Nel merito la Corte di Appello si è attenuta a giurisprudenza oramai consolidata di questa Corte secondo la quale in tema di risarcimento del danno non patrimoniale derivante da demansionamento e dequalificazione, il riconoscimento del diritto del lavoratore al risarcimento del danno professionale, biologico o esistenziale, non ricorre automaticamente in tutti i casi di inadempimento datoriale e non può prescindere da una specifica allegazione, nel ricorso introduttivo del giudizio dall’esistenza di un pregiudizio (di natura non meramente emotiva ed interiore, ma oggettivamente accertabile) provocato sul fare reddituale del soggetto, che alteri le sue abitudini e gli assetti relazionali propri, inducendolo a scelte di vita diverse quanto all’espressione e realizzazione della sua personalità nel mondo esterno. Tale pregiudizio non si pone quale conseguenza automatica di ogni comportamento illegittimo rientrante nel la suindicata categoria, cosicché non è sufficiente dimostrare la mera potenzialità lesiva della condotta datoriale, incombendo sul lavoratore non solo di allegare il demansionamento, ma anche di fornire la prova ex art. 2697 c.c. del danno e del nesso di causalità con l’inadempimento datoriale (per tutte Cfr. Cass. 17 settembre 2010 n. 19785 e Cass. 19 dicembre 2008 n. 29832 nonché Cass. S.U. 11 novembre 2008 n. 26972).
Infatti la Corte del merito ha rilevato che quanto al danno nessuna allegazione era stata dedotta dal lavoratore nel ricorso di primo grado avendo egli assunto che il danno da demansionamento era in re ipsa.
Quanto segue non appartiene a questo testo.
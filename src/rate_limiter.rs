use std::sync::{Arc, Mutex, Weak};
use std::time::Duration;

use dashmap::mapref::entry::Entry;
use dashmap::DashMap;
use tokio::task::JoinHandle;

use crate::clock::{Clock, SystemClock};
use crate::token_bucket::TokenBucket;

/// Buckets untouched for this many sweep intervals are evicted.
const IDLE_SWEEPS: u32 = 3;

/// Parameters for one request class.
#[derive(Debug, Clone)]
pub struct LimiterSettings {
    /// Name used in log fields, e.g. "read" or "write".
    pub name: &'static str,
    /// Tokens per second.
    pub rate: f64,
    /// Maximum burst.
    pub capacity: f64,
    pub sweep_interval: Duration,
}

impl LimiterSettings {
    pub fn new(name: &'static str, rate: f64, capacity: f64) -> Self {
        Self {
            name,
            rate,
            capacity,
            sweep_interval: Duration::from_secs(60),
        }
    }

    pub fn with_sweep_interval(mut self, interval: Duration) -> Self {
        self.sweep_interval = interval;
        self
    }

    /// Idle time after which a bucket is considered stale.
    pub fn max_idle(&self) -> Duration {
        self.sweep_interval * IDLE_SWEEPS
    }
}

/// Outcome of an admission check.
#[derive(Debug, Clone, Copy, PartialEq)]
pub struct Decision {
    pub allowed: bool,
    /// Time until the next token, set only on denial.
    pub retry_after: Option<Duration>,
}

impl Decision {
    fn allow() -> Self {
        Self {
            allowed: true,
            retry_after: None,
        }
    }
}

/// Per-identity token bucket limiter.
///
/// Buckets live in a [`DashMap`], so a check only locks the shard holding
/// that identity. The eviction sweep goes through the same shard locks, which
/// means it never removes a bucket while a check on it is in progress.
///
/// Cheap to clone; all clones share state.
pub struct RateLimiter<C: Clock = SystemClock> {
    inner: Arc<Inner<C>>,
}

impl<C: Clock> Clone for RateLimiter<C> {
    fn clone(&self) -> Self {
        Self {
            inner: Arc::clone(&self.inner),
        }
    }
}

struct Inner<C: Clock> {
    buckets: DashMap<String, TokenBucket>,
    settings: LimiterSettings,
    clock: C,
    sweeper: Mutex<Option<JoinHandle<()>>>,
}

impl RateLimiter<SystemClock> {
    pub fn new(settings: LimiterSettings) -> Self {
        Self::with_clock(settings, SystemClock)
    }
}

impl<C: Clock> RateLimiter<C> {
    pub fn with_clock(settings: LimiterSettings, clock: C) -> Self {
        tracing::info!(
            limiter = settings.name,
            rate = settings.rate,
            capacity = settings.capacity,
            "creating token bucket rate limiter"
        );

        Self {
            inner: Arc::new(Inner {
                buckets: DashMap::new(),
                settings,
                clock,
                sweeper: Mutex::new(None),
            }),
        }
    }

    pub fn settings(&self) -> &LimiterSettings {
        &self.inner.settings
    }

    /// Admit or deny one request from `identity`.
    pub fn allow(&self, identity: &str) -> bool {
        self.check(identity).allowed
    }

    /// Like [`allow`](Self::allow), but also reports when to retry.
    pub fn check(&self, identity: &str) -> Decision {
        let inner = &self.inner;

        if let Some(mut bucket) = inner.buckets.get_mut(identity) {
            return Self::acquire(&mut bucket, inner.clock.now());
        }

        match inner.buckets.entry(identity.to_string()) {
            Entry::Occupied(mut entry) => Self::acquire(entry.get_mut(), inner.clock.now()),
            Entry::Vacant(entry) => {
                let settings = &inner.settings;
                entry.insert(TokenBucket::first_seen(
                    settings.capacity,
                    settings.rate,
                    inner.clock.now(),
                ));
                Decision::allow()
            }
        }
    }

    fn acquire(bucket: &mut TokenBucket, now: std::time::Instant) -> Decision {
        if bucket.try_acquire(now) {
            Decision::allow()
        } else {
            Decision {
                allowed: false,
                retry_after: bucket.time_until_available(now),
            }
        }
    }

    /// Remove buckets idle for longer than three sweep intervals.
    /// Returns how many were removed.
    pub fn sweep(&self) -> usize {
        self.inner.sweep()
    }

    /// Number of identities currently tracked.
    pub fn len(&self) -> usize {
        self.inner.buckets.len()
    }

    pub fn is_empty(&self) -> bool {
        self.inner.buckets.is_empty()
    }

    /// Spawn the periodic sweep on the current tokio runtime.
    ///
    /// The task only holds a weak reference, so it ends on its own once the
    /// last limiter handle is dropped. Calling this twice replaces the
    /// previous task.
    pub fn start_sweeper(&self) {
        let weak: Weak<Inner<C>> = Arc::downgrade(&self.inner);
        let interval = self.inner.settings.sweep_interval;
        let name = self.inner.settings.name;

        let handle = tokio::spawn(async move {
            let mut ticker = tokio::time::interval(interval);
            ticker.set_missed_tick_behavior(tokio::time::MissedTickBehavior::Delay);
            // The first tick completes immediately.
            ticker.tick().await;

            loop {
                ticker.tick().await;
                let Some(inner) = weak.upgrade() else {
                    break;
                };
                inner.sweep();
            }

            tracing::debug!(limiter = name, "rate limiter sweeper stopped");
        });

        if let Ok(mut slot) = self.inner.sweeper.lock() {
            if let Some(previous) = slot.replace(handle) {
                previous.abort();
            }
        }
    }

    /// Stop the background sweep. Buckets are kept.
    pub fn shutdown(&self) {
        if let Ok(mut slot) = self.inner.sweeper.lock() {
            if let Some(handle) = slot.take() {
                handle.abort();
                tracing::debug!(limiter = self.inner.settings.name, "rate limiter sweeper aborted");
            }
        }
    }

    pub fn is_sweeping(&self) -> bool {
        self.inner
            .sweeper
            .lock()
            .map(|slot| slot.as_ref().is_some_and(|handle| !handle.is_finished()))
            .unwrap_or(false)
    }
}

impl<C: Clock> Inner<C> {
    fn sweep(&self) -> usize {
        let max_idle = self.settings.max_idle();
        let before = self.buckets.len();

        self.buckets.retain(|_, bucket| {
            // Read the clock under the shard lock so a bucket refreshed just
            // before is never judged against an older instant.
            !bucket.is_idle(self.clock.now(), max_idle)
        });

        let removed = before.saturating_sub(self.buckets.len());
        tracing::debug!(
            limiter = self.settings.name,
            removed,
            remaining = self.buckets.len(),
            "token bucket sweep complete"
        );
        removed
    }
}

impl<C: Clock> Drop for Inner<C> {
    fn drop(&mut self) {
        if let Ok(slot) = self.sweeper.get_mut() {
            if let Some(handle) = slot.take() {
                handle.abort();
            }
        }
    }
}

#[cfg(test)]
mod tests {
    use super::*;
    use crate::clock::ManualClock;
    use std::sync::atomic::{AtomicUsize, Ordering};

    fn limiter(rate: f64, capacity: f64) -> (RateLimiter<ManualClock>, ManualClock) {
        let clock = ManualClock::new();
        let settings = LimiterSettings::new("test", rate, capacity)
            .with_sweep_interval(Duration::from_secs(60));
        (RateLimiter::with_clock(settings, clock.clone()), clock)
    }

    #[test]
    fn test_admits_capacity_then_denies() {
        let (limiter, _clock) = limiter(10.0, 5.0);

        for i in 0..5 {
            assert!(limiter.allow("client"), "request {} should be admitted", i);
        }
        assert!(!limiter.allow("client"));
    }

    #[test]
    fn test_first_request_always_admitted() {
        let (limiter, _clock) = limiter(1.0, 1.0);
        assert!(limiter.allow("client"));
        assert!(!limiter.allow("client"));
    }

    #[test]
    fn test_refills_full_burst_after_capacity_over_rate() {
        let (limiter, clock) = limiter(10.0, 20.0);

        for _ in 0..20 {
            assert!(limiter.allow("client"));
        }
        assert!(!limiter.allow("client"));

        // capacity / rate = 2s
        clock.advance(Duration::from_secs(2));
        for _ in 0..20 {
            assert!(limiter.allow("client"));
        }
        assert!(!limiter.allow("client"));
    }

    #[test]
    fn test_refill_at_rate() {
        let (limiter, clock) = limiter(2.0, 2.0);
        assert!(limiter.allow("client"));
        assert!(limiter.allow("client"));
        assert!(!limiter.allow("client"));

        clock.advance(Duration::from_millis(500));
        assert!(limiter.allow("client"));
        assert!(!limiter.allow("client"));
    }

    #[test]
    fn test_denial_reports_retry_after() {
        let (limiter, _clock) = limiter(4.0, 1.0);
        assert!(limiter.check("client").allowed);

        let decision = limiter.check("client");
        assert!(!decision.allowed);
        assert_eq!(decision.retry_after, Some(Duration::from_millis(250)));
    }

    #[test]
    fn test_independent_identities() {
        let (limiter, _clock) = limiter(1.0, 2.0);

        assert!(limiter.allow("a"));
        assert!(limiter.allow("a"));
        assert!(!limiter.allow("a"));

        assert!(limiter.allow("b"));
        assert!(limiter.allow("b"));
    }

    #[test]
    fn test_sweep_evicts_idle_buckets() {
        let (limiter, clock) = limiter(1.0, 3.0);
        limiter.allow("stale");
        limiter.allow("stale");
        limiter.allow("stale");
        assert!(!limiter.allow("stale"));

        clock.advance(Duration::from_secs(100));
        limiter.allow("active");

        clock.advance(Duration::from_secs(100));
        limiter.allow("active");

        // "stale" idle 200s > 180s, "active" just touched
        assert_eq!(limiter.sweep(), 1);
        assert_eq!(limiter.len(), 1);

        // Treated as first seen again: full burst available.
        for _ in 0..3 {
            assert!(limiter.allow("stale"));
        }
        assert!(!limiter.allow("stale"));
    }

    #[test]
    fn test_sweep_keeps_recent_buckets() {
        let (limiter, clock) = limiter(1.0, 3.0);
        limiter.allow("client");
        clock.advance(Duration::from_secs(179));
        assert_eq!(limiter.sweep(), 0);
        assert_eq!(limiter.len(), 1);
    }

    #[test]
    fn test_concurrent_admission_never_exceeds_capacity() {
        let (limiter, _clock) = limiter(1.0, 50.0);
        let admitted = AtomicUsize::new(0);

        std::thread::scope(|scope| {
            for _ in 0..8 {
                scope.spawn(|| {
                    for _ in 0..25 {
                        if limiter.allow("shared") {
                            admitted.fetch_add(1, Ordering::SeqCst);
                        }
                    }
                });
            }
        });

        assert_eq!(admitted.load(Ordering::SeqCst), 50);
    }

    #[test]
    fn test_heavy_identity_does_not_starve_others() {
        let (limiter, _clock) = limiter(1.0, 5.0);

        std::thread::scope(|scope| {
            scope.spawn(|| {
                for _ in 0..10_000 {
                    limiter.allow("noisy");
                }
            });
            scope.spawn(|| {
                for i in 0..5 {
                    assert!(limiter.allow(&format!("quiet-{}", i)));
                }
            });
        });

        for i in 0..5 {
            assert!(limiter.allow(&format!("quiet-{}", i)));
        }
    }

    #[tokio::test]
    async fn test_background_sweeper_evicts() {
        let clock = ManualClock::new();
        let settings = LimiterSettings::new("test", 1.0, 1.0)
            .with_sweep_interval(Duration::from_millis(20));
        let limiter = RateLimiter::with_clock(settings, clock.clone());

        limiter.allow("client");
        limiter.start_sweeper();
        assert!(limiter.is_sweeping());

        clock.advance(Duration::from_secs(1));
        tokio::time::sleep(Duration::from_millis(200)).await;
        assert!(limiter.is_empty());

        limiter.shutdown();
        assert!(!limiter.is_sweeping());
    }
}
Del resto, e conviene sottolinearlo, la Corte territoriale precisa che essendo risultato dalle emergenze istruttorie, non la denunciata totale inattività, ma l’assegnazione a diverse mansioni era onere del ricorrente provare come tale differente adibizione aveva comportato un depauperamento del proprio bagaglio professionale. Il che rende non idonea, ai fini di cui trattasi (art. 2729 c.c.) la mera allegazione della sottrazione delle mansioni – rectius della inattività- e del tempo della denunciata sottrazione.
In conclusione il ricorso va respinto.
Le spese del giudizio di legittimità seguono la soccombenza.
P.Q.M.
Rigetta il ricorso e condanna il ricorrente alle spese del giudizio di legittimità, liquidate in e 50,00 per esborsi, oltre € 2.500,00 per compensi ed oltre accessori di legge.